*** Task input

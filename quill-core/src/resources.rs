//! Template lookup by id.

use std::path::Path;

use indexmap::IndexMap;

use crate::{Error, Result, Template, Values};

/// File extension of templates loaded from a directory.
pub const TEMPLATE_EXTENSION: &str = "tmpl";

/// Templates keyed by id.
#[derive(Debug, Clone, Default)]
pub struct TemplateRegistry {
    templates: IndexMap<String, Template>,
}

impl TemplateRegistry {
    pub fn new() -> Self {
        Self::default()
    }

    /// Load every `*.tmpl` file in `dir`; the id is the file stem.
    ///
    /// Subdirectories are not searched.
    pub fn from_dir(dir: &Path) -> Result<Self> {
        let mut paths = Vec::new();
        for entry in std::fs::read_dir(dir).map_err(|e| Error::io(dir, e))? {
            let path = entry.map_err(|e| Error::io(dir, e))?.path();
            if path.is_file()
                && path.extension().is_some_and(|ext| ext == TEMPLATE_EXTENSION)
            {
                paths.push(path);
            }
        }
        paths.sort();

        let mut registry = Self::new();
        for path in paths {
            let Some(id) = path.file_stem().and_then(|stem| stem.to_str()) else {
                continue;
            };
            let source = std::fs::read_to_string(&path).map_err(|e| Error::io(&path, e))?;
            registry.insert(id, source);
        }

        tracing::debug!(
            dir = %dir.display(),
            count = registry.len(),
            "loaded templates"
        );
        Ok(registry)
    }

    /// Add or replace a template.
    pub fn insert(&mut self, id: impl Into<String>, source: impl Into<String>) -> &mut Self {
        self.templates.insert(id.into(), Template::new(source));
        self
    }

    pub fn get(&self, id: &str) -> Result<&Template> {
        self.templates.get(id).ok_or_else(|| Error::UnknownTemplate {
            id: id.to_string(),
        })
    }

    pub fn contains(&self, id: &str) -> bool {
        self.templates.contains_key(id)
    }

    pub fn ids(&self) -> impl Iterator<Item = &str> {
        self.templates.keys().map(String::as_str)
    }

    pub fn len(&self) -> usize {
        self.templates.len()
    }

    pub fn is_empty(&self) -> bool {
        self.templates.is_empty()
    }

    /// Look up a template and render it.
    pub fn render(&self, id: &str, values: &Values) -> Result<String> {
        self.get(id)?.render(values)
    }
}
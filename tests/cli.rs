use std::process::{Command, Output};

fn run_cli(args: &[&str]) -> Output {
    Command::new(env!("CARGO_BIN_EXE_nbody_simulation_brute"))
        .args(args)
        .output()
        .expect("failed to launch binary")
}

fn assert_usage_error(args: &[&str]) {
    let out = run_cli(args);
    assert_eq!(out.status.code(), Some(1), "args {:?}", args);
    assert!(out.stdout.is_empty(), "args {:?} wrote to stdout", args);
    let stderr = String::from_utf8_lossy(&out.stderr);
    assert!(stderr.contains("Usage"), "no usage message for {:?}: {}", args, stderr);
}

#[test]
fn missing_count_is_usage_error() {
    assert_usage_error(&[]);
}

#[test]
fn zero_count_is_usage_error() {
    assert_usage_error(&["0"]);
}

#[test]
fn non_numeric_count_is_usage_error() {
    assert_usage_error(&["lots"]);
    assert_usage_error(&["-3"]);
}

#[test]
fn prints_elapsed_time() {
    let out = run_cli(&["4", "--workers", "2", "--seed", "9"]);
    assert!(out.status.success(), "stderr: {}", String::from_utf8_lossy(&out.stderr));

    let stdout = String::from_utf8_lossy(&out.stdout);
    let line = stdout.trim();
    let secs = line
        .strip_prefix("Elapsed time: ")
        .and_then(|s| s.strip_suffix(" seconds"))
        .unwrap_or_else(|| panic!("unexpected output {:?}", line));
    let (_, decimals) = secs.split_once('.').expect("no decimal point");
    assert_eq!(decimals.len(), 6);
    assert!(secs.parse::<f64>().unwrap() >= 0.0);
}

#[test]
fn threads_backend_from_cli() {
    let out = run_cli(&["3", "--backend", "threads", "--strict-workers"]);
    assert!(out.status.success());
}
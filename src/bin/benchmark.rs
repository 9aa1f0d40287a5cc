use nbody_simulation_brute::config::default_workers;
use nbody_simulation_brute::{Backend, SimConfig, Simulation};

fn main() -> anyhow::Result<()> {
    env_logger::Builder::from_env(env_logger::Env::default().default_filter_or("warn")).init();

    println!("N-Body Brute Force Benchmark");
    println!("----------------------------");

    // Test parameters
    let particle_counts = [100, 1000, 4000];
    let steps = 10;
    let max_workers = default_workers();
    let mut worker_counts = vec![1, 2, 4, max_workers];
    worker_counts.sort_unstable();
    worker_counts.dedup();
    worker_counts.retain(|&w| w <= max_workers);

    println!("Running {} steps per configuration, up to {} workers", steps, max_workers);
    println!("\nParticle Count | Backend | Workers | Runtime (s) | Avg Step Time (s) | Speedup");
    println!("---------------|---------|---------|-------------|-------------------|--------");

    for &n in &particle_counts {
        for backend in [Backend::Rayon, Backend::Threads] {
            let mut baseline = None;
            for &w in &worker_counts {
                let config = SimConfig::default()
                    .with_steps(steps)
                    .with_workers(w)
                    .with_backend(backend)
                    .with_seed(12345);
                let report = Simulation::random(n, config)?.run()?;
                let runtime = report.elapsed.as_secs_f64();
                let base = *baseline.get_or_insert(runtime);

                println!("{:14} | {:7} | {:7} | {:11.4} | {:17.6} | {:6.2}x",
                         n, format!("{:?}", backend), report.workers, runtime,
                         runtime / steps as f64, base / runtime);
            }
        }
        println!("---------------|---------|---------|-------------|-------------------|--------");
    }
    Ok(())
}
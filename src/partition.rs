//! Splitting `[0, n)` into contiguous worker ranges.

use std::ops::Range;

/// Divides `[0, n)` into `workers` contiguous ranges, `workers` clamped to
/// `[1, n]`. Every range but the last holds `n / workers` indices; the last
/// also takes the remainder. Empty when `n == 0`.
pub fn partition(n: usize, workers: usize) -> Vec<Range<usize>> {
    if n == 0 {
        return Vec::new();
    }
    let workers = workers.clamp(1, n);
    let base = n / workers;

    let mut ranges = Vec::with_capacity(workers);
    for w in 0..workers {
        let start = w * base;
        let end = if w == workers - 1 { n } else { start + base };
        ranges.push(start..end);
    }
    ranges
}

/// Cuts `slice` into one mutable sub-slice per range. The ranges must tile
/// `[0, slice.len())` in order, as `partition` produces them.
pub fn split_disjoint<'a, T>(mut slice: &'a mut [T], ranges: &[Range<usize>]) -> Vec<&'a mut [T]> {
    let mut parts = Vec::with_capacity(ranges.len());
    let mut offset = 0;
    for r in ranges {
        assert_eq!(r.start, offset, "ranges must be contiguous, gap before {:?}", r);
        let (head, tail) = std::mem::take(&mut slice).split_at_mut(r.len());
        parts.push(head);
        slice = tail;
        offset = r.end;
    }
    assert!(slice.is_empty(), "ranges leave {} trailing slots uncovered", slice.len());
    parts
}
//! Privacy protocol applied before formatting.
//!
//! Heuristic, regex-based removal of person names: honorific-prefixed names
//! and labeled name fields. The formatter is unaware of it.

pub mod redact;

pub use redact::{EntityKind, NameRedactor, Redaction, RedactedEntity, Redactor, REDACTED};
//! Segmentation: cut raw note text into ordered [`TextUnit`]s.
//!
//! Two strategies share one interface:
//! - sentence mode: whitespace tokenization, sentences closed on `.`/`!`/`?`
//!   unless the word is a known title abbreviation (`Dr.`, `Mrs.`, ...);
//! - header mode: blocks anchored on the first occurrence of each section
//!   header, with unclaimed text collected as `Uncategorized`.

pub mod header;
pub mod sentence;

use ednote_core::{SegmentMode, TextUnit};

pub use header::HeaderPatterns;
pub use sentence::{SentenceRules, SentenceUnits};

/// A segmentation strategy bound to its configuration.
#[derive(Debug, Clone, Copy)]
pub enum Segmenter<'c> {
    Sentence(&'c SentenceRules),
    Header(&'c HeaderPatterns),
}

impl<'c> Segmenter<'c> {
    pub fn mode(&self) -> SegmentMode {
        match self {
            Segmenter::Sentence(_) => SegmentMode::Sentence,
            Segmenter::Header(_) => SegmentMode::Header,
        }
    }

    /// Split `text` into units. Sentence units are produced lazily and left
    /// unclassified; header units already carry their section.
    pub fn segment<'t>(&self, text: &'t str) -> Segments<'t>
    where
        'c: 't,
    {
        match *self {
            Segmenter::Sentence(rules) => Segments::Sentences(SentenceUnits::new(text, rules)),
            Segmenter::Header(patterns) => Segments::Blocks(patterns.segment(text).into_iter()),
        }
    }
}

/// Ordered, single-pass stream of units from either strategy.
pub enum Segments<'t> {
    Sentences(SentenceUnits<'t>),
    Blocks(std::vec::IntoIter<TextUnit>),
}

impl Iterator for Segments<'_> {
    type Item = TextUnit;

    fn next(&mut self) -> Option<TextUnit> {
        match self {
            Segments::Sentences(units) => units.next(),
            Segments::Blocks(units) => units.next(),
        }
    }
}

#[cfg(test)]
mod tests {
    use super::*;
    use ednote_core::CanonicalSection;

    #[test]
    fn test_sentence_mode_units_are_unclassified() {
        let rules = SentenceRules::default();
        let segmenter = Segmenter::Sentence(&rules);
        assert_eq!(segmenter.mode(), SegmentMode::Sentence);
        let units: Vec<_> = segmenter.segment("Chest pain. Denies fever.").collect();
        assert_eq!(units.len(), 2);
        assert!(units.iter().all(|u| u.section.is_none()));
    }

    #[test]
    fn test_header_mode_units_carry_sections() {
        let patterns = HeaderPatterns::default();
        let segmenter = Segmenter::Header(&patterns);
        assert_eq!(segmenter.mode(), SegmentMode::Header);
        let units: Vec<_> = segmenter.segment("CC: cough. MDM: likely viral.").collect();
        let sections: Vec<_> = units.iter().map(|u| u.section).collect();
        assert_eq!(
            sections,
            vec![Some(CanonicalSection::ChiefComplaint), Some(CanonicalSection::Mdm)]
        );
    }
}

******

* Work to be completed
Starting from the line that contains "let rules = SentenceRules::default();", reproduce each line of the data exactly through the last one.

* Solution below
        let rules = SentenceRules::default();
        let segmenter = Segmenter::Sentence(&rules);
        assert_eq!(segmenter.mode(), SegmentMode::Sentence);
        let units: Vec<_> = segmenter.segment("Chest pain. Denies fever.").collect();
        assert_eq!(units.len(), 2);
        assert!(units.iter().all(|u| u.section.is_none()));
    }

    #[test]
    fn test_header_mode_units_carry_sections() {
        let patterns = HeaderPatterns::default();
        let segmenter = Segmenter::Header(&patterns);
        assert_eq!(segmenter.mode(), SegmentMode::Header);
        let units: Vec<_> = segmenter.segment("CC: cough. MDM: likely viral.").collect();
        let sections: Vec<_> = units.iter().map(|u| u.section).collect();
        assert_eq!(
            sections,
            vec![Some(CanonicalSection::ChiefComplaint), Some(CanonicalSection::Mdm)]
        );
    }
}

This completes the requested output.